Average pace vs split pace
Average pace shows the whole workout. Split pace shows smaller sections, such as each kilometre or mile. Splits reveal whether you started too fast, slowed down, or finished strongly.
What affects pace
Fitness level.
Terrain and hills.
Wind and weather.
Surface type.
Fatigue and recovery.
Traffic, stops, or route interruptions.
Training goal and intensity.
Common mistakes
Using moving time and elapsed time interchangeably.

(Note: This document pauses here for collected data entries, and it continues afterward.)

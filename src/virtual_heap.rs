// Copyright (c) Meta Platforms, Inc. and affiliates.
//
// This source code is dual-licensed under either the MIT license found in the
// LICENSE-MIT file in the root directory of this source tree or the Apache
// License, Version 2.0 found in the LICENSE-APACHE file in the root directory
// of this source tree. You may select, at your option, one of the above-listed licenses.

//! Index arithmetic over a complete k-ary tree laid out as a linear array of buckets.
//!
//! Bucket 0 is the root, and the children of bucket `b` are `k * b + 1` through `k * b + k`,
//! so that `parent(b) = (b - 1) / k`. Levels are counted from the root (level 0) down to the
//! leaves (level `height`).

use crate::{Address, BucketId, Level, OramError};
use rand::{CryptoRng, Rng, RngCore};
use std::iter::FusedIterator;
use std::ops::Range;

/// An immutable description of a complete k-ary tree of buckets.
#[derive(Clone, Copy, Debug, PartialEq, Eq)]
pub struct VirtualHeap {
    branching_factor: u64,
    height: Level,
    leaf_count: u64,
    bucket_count: u64,
}

impl VirtualHeap {
    /// Returns the shallowest complete tree with branching factor `branching_factor`
    /// having at least `block_capacity` leaves.
    ///
    /// # Errors
    ///
    /// Returns an `InvalidConfigurationError` if `branching_factor < 2`, if `block_capacity` is 0,
    /// or if the number of buckets in the tree does not fit in a `u64`.
    pub fn new(branching_factor: u64, block_capacity: Address) -> Result<Self, OramError> {
        if branching_factor < 2 {
            return Err(OramError::InvalidConfigurationError(
                "the branching factor must be at least 2",
            ));
        }
        if block_capacity == 0 {
            return Err(OramError::InvalidConfigurationError(
                "the block capacity must be positive",
            ));
        }

        const TOO_LARGE: OramError =
            OramError::InvalidConfigurationError("the tree has too many buckets");

        let mut height: Level = 0;
        let mut leaf_count: u64 = 1;
        let mut bucket_count: u64 = 1;
        while leaf_count < block_capacity {
            leaf_count = leaf_count.checked_mul(branching_factor).ok_or(TOO_LARGE)?;
            bucket_count = bucket_count.checked_add(leaf_count).ok_or(TOO_LARGE)?;
            height += 1;
        }

        Ok(Self {
            branching_factor,
            height,
            leaf_count,
            bucket_count,
        })
    }

    /// The number of children of every internal bucket ("k").
    pub fn branching_factor(&self) -> u64 {
        self.branching_factor
    }

    /// The level of the leaves ("L"). A path holds `height + 1` buckets.
    pub fn height(&self) -> Level {
        self.height
    }

    /// The number of buckets on every root-to-leaf path.
    pub fn path_len(&self) -> usize {
        self.height as usize + 1
    }

    /// The total number of buckets, `(k^(L+1) - 1) / (k - 1)`.
    pub fn bucket_count(&self) -> u64 {
        self.bucket_count
    }

    /// The number of buckets at level `height`.
    pub fn leaf_count(&self) -> u64 {
        self.leaf_count
    }

    /// The bucket ids at the deepest level of the tree.
    pub fn leaves(&self) -> Range<BucketId> {
        (self.bucket_count - self.leaf_count)..self.bucket_count
    }

    /// Returns whether `bucket` is a leaf of this tree.
    pub fn is_leaf(&self, bucket: BucketId) -> bool {
        self.leaves().contains(&bucket)
    }

    /// Returns a leaf chosen uniformly at random.
    pub fn random_leaf<R: RngCore + CryptoRng>(&self, rng: &mut R) -> BucketId {
        rng.gen_range(self.leaves())
    }

    fn check_bucket(&self, bucket: BucketId) -> Result<(), OramError> {
        if bucket >= self.bucket_count {
            return Err(OramError::InvalidBucket {
                bucket,
                bucket_count: self.bucket_count,
            });
        }
        Ok(())
    }

    /// Returns the depth of `bucket`: the smallest `h` with `bucket < (k^(h+1) - 1) / (k - 1)`.
    pub fn bucket_level(&self, bucket: BucketId) -> Result<Level, OramError> {
        self.check_bucket(bucket)?;

        let mut level: Level = 0;
        let mut level_width: u64 = 1;
        let mut buckets_through_level: u64 = 1;
        // `bucket < bucket_count` bounds every intermediate value by `bucket_count`.
        while bucket >= buckets_through_level {
            level_width *= self.branching_factor;
            buckets_through_level += level_width;
            level += 1;
        }
        Ok(level)
    }

    /// Returns the parent of `bucket`, or `None` for the root.
    pub fn parent(&self, bucket: BucketId) -> Result<Option<BucketId>, OramError> {
        self.check_bucket(bucket)?;
        Ok(self.unchecked_parent(bucket))
    }

    fn unchecked_parent(&self, bucket: BucketId) -> Option<BucketId> {
        if bucket == 0 {
            None
        } else {
            Some((bucket - 1) / self.branching_factor)
        }
    }

    /// Returns the ancestors of `bucket` from `bucket` itself up to and including the root.
    pub fn path_to_root(&self, bucket: BucketId) -> Result<PathToRoot, OramError> {
        let level = self.bucket_level(bucket)?;
        Ok(PathToRoot {
            next: Some(bucket),
            remaining: level as usize + 1,
            branching_factor: self.branching_factor,
        })
    }

    /// Returns the ancestor of `bucket` at depth `level`.
    pub fn ancestor_at_level(&self, bucket: BucketId, level: Level) -> Result<BucketId, OramError> {
        let bucket_level = self.bucket_level(bucket)?;
        if level > bucket_level {
            return Err(OramError::ProtocolInvariantError(format!(
                "bucket {bucket} at level {bucket_level} has no ancestor at level {level}"
            )));
        }

        let mut ancestor = bucket;
        for _ in level..bucket_level {
            ancestor = (ancestor - 1) / self.branching_factor;
        }
        Ok(ancestor)
    }

    /// Returns the depth of the deepest bucket that is an ancestor of (or equal to) both
    /// `first` and `second`.
    pub fn last_common_level(
        &self,
        first: BucketId,
        second: BucketId,
    ) -> Result<Level, OramError> {
        let mut first_level = self.bucket_level(first)?;
        let mut second_level = self.bucket_level(second)?;
        let (mut first, mut second) = (first, second);

        while first_level > second_level {
            first = (first - 1) / self.branching_factor;
            first_level -= 1;
        }
        while second_level > first_level {
            second = (second - 1) / self.branching_factor;
            second_level -= 1;
        }

        // Both walks end at the root at the latest.
        while first != second {
            first = (first - 1) / self.branching_factor;
            second = (second - 1) / self.branching_factor;
            first_level -= 1;
        }
        Ok(first_level)
    }

    /// Returns whether the subtree rooted at `ancestor` contains `bucket`.
    pub fn is_in_subtree(&self, ancestor: BucketId, bucket: BucketId) -> Result<bool, OramError> {
        Ok(self.last_common_level(ancestor, bucket)? == self.bucket_level(ancestor)?)
    }
}

/// The sequence of buckets from some bucket up to the root, produced by [`VirtualHeap::path_to_root`].
#[derive(Clone, Debug)]
pub struct PathToRoot {
    next: Option<BucketId>,
    remaining: usize,
    branching_factor: u64,
}

impl Iterator for PathToRoot {
    type Item = BucketId;

    fn next(&mut self) -> Option<BucketId> {
        let current = self.next?;
        self.next = if current == 0 {
            None
        } else {
            Some((current - 1) / self.branching_factor)
        };
        self.remaining -= 1;
        Some(current)
    }

    fn size_hint(&self) -> (usize, Option<usize>) {
        (self.remaining, Some(self.remaining))
    }
}

impl ExactSizeIterator for PathToRoot {}
impl FusedIterator for PathToRoot {}
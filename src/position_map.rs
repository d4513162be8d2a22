// Copyright (c) Meta Platforms, Inc. and affiliates.
//
// This source code is dual-licensed under either the MIT license found in the
// LICENSE-MIT file in the root directory of this source tree or the Apache
// License, Version 2.0 found in the LICENSE-APACHE file in the root directory
// of this source tree. You may select, at your option, one of the above-listed licenses.

//! Implements a trait `PositionMap` representing a tree ORAM position map data structure.

use crate::{virtual_heap::VirtualHeap, Address, BucketId, OramError};
use rand::{CryptoRng, RngCore};

/// Maps each ORAM address to the leaf whose path holds (or most recently held) its block.
pub trait PositionMap
where
    Self: Sized,
{
    /// Returns an empty position map for addresses `0 <= address < block_capacity`.
    fn new(block_capacity: Address) -> Result<Self, OramError>;

    /// The number of addresses covered by the map.
    fn block_capacity(&self) -> Address;

    /// Returns the leaf assigned to `address`. An address that was never assigned
    /// gets a leaf drawn uniformly from `heap.leaves()`, which is recorded and returned.
    fn get<R: RngCore + CryptoRng>(
        &mut self,
        address: Address,
        heap: &VirtualHeap,
        rng: &mut R,
    ) -> Result<BucketId, OramError>;

    /// Assigns `leaf` to `address`. Returns the previous assignment, if any.
    fn set(&mut self, address: Address, leaf: BucketId) -> Result<Option<BucketId>, OramError>;

    /// Returns the leaf assigned to `address` without assigning one.
    fn lookup(&self, address: Address) -> Result<Option<BucketId>, OramError>;

    /// The number of addresses that have been assigned a leaf.
    fn assigned_count(&self) -> usize;
}

/// A position map stored as an in-memory array, suitable for client-held state.
#[derive(Clone, Debug, PartialEq, Eq)]
pub struct ArrayPositionMap {
    leaves: Vec<BucketId>,
}

impl ArrayPositionMap {
    const UNASSIGNED: BucketId = BucketId::MAX;

    fn index(&self, address: Address) -> Result<usize, OramError> {
        let capacity = self.block_capacity();
        if address >= capacity {
            return Err(OramError::AddressOutOfBoundsError { address, capacity });
        }
        Ok(usize::try_from(address)?)
    }
}

impl PositionMap for ArrayPositionMap {
    fn new(block_capacity: Address) -> Result<Self, OramError> {
        log::debug!("PositionMap::new -- ArrayPositionMap(C = {})", block_capacity);
        Ok(Self {
            leaves: vec![Self::UNASSIGNED; usize::try_from(block_capacity)?],
        })
    }

    fn block_capacity(&self) -> Address {
        self.leaves.len() as Address
    }

    fn get<R: RngCore + CryptoRng>(
        &mut self,
        address: Address,
        heap: &VirtualHeap,
        rng: &mut R,
    ) -> Result<BucketId, OramError> {
        let index = self.index(address)?;
        if self.leaves[index] == Self::UNASSIGNED {
            self.leaves[index] = heap.random_leaf(rng);
        }
        Ok(self.leaves[index])
    }

    fn set(&mut self, address: Address, leaf: BucketId) -> Result<Option<BucketId>, OramError> {
        if leaf == Self::UNASSIGNED {
            return Err(OramError::ProtocolInvariantError(format!(
                "address {address} cannot be assigned the reserved leaf {leaf}"
            )));
        }
        let index = self.index(address)?;
        let previous = std::mem::replace(&mut self.leaves[index], leaf);
        Ok((previous != Self::UNASSIGNED).then_some(previous))
    }

    fn lookup(&self, address: Address) -> Result<Option<BucketId>, OramError> {
        let leaf = self.leaves[self.index(address)?];
        Ok((leaf != Self::UNASSIGNED).then_some(leaf))
    }

    fn assigned_count(&self) -> usize {
        self.leaves
            .iter()
            .filter(|&&leaf| leaf != Self::UNASSIGNED)
            .count()
    }
}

Comparing hilly routes with flat routes.
Starting too fast based on goal pace.
Ignoring heat or wind.
Judging easy workouts by race pace.
Not converting miles and kilometres correctly.
Practical takeaway
Use pace to plan effort, but interpret it with context. Easy days should feel easy, race pace should be specific, and training progress is best seen across several comparable workouts.
FAQ
What is pace?
Pace is time per unit of distance, such as minutes per kilometre or minutes per mile.
How do I calculate pace?
Divide total time by distance.
Is pace the same as speed?
No. Pace is time per distance, while speed is distance per time.
Why does pace matter?
It helps plan effort, compare workouts, and set realistic targets.
Can pace vary during a workout?
Yes. Hills, fatigue, wind, terrain, and strategy can all change pace.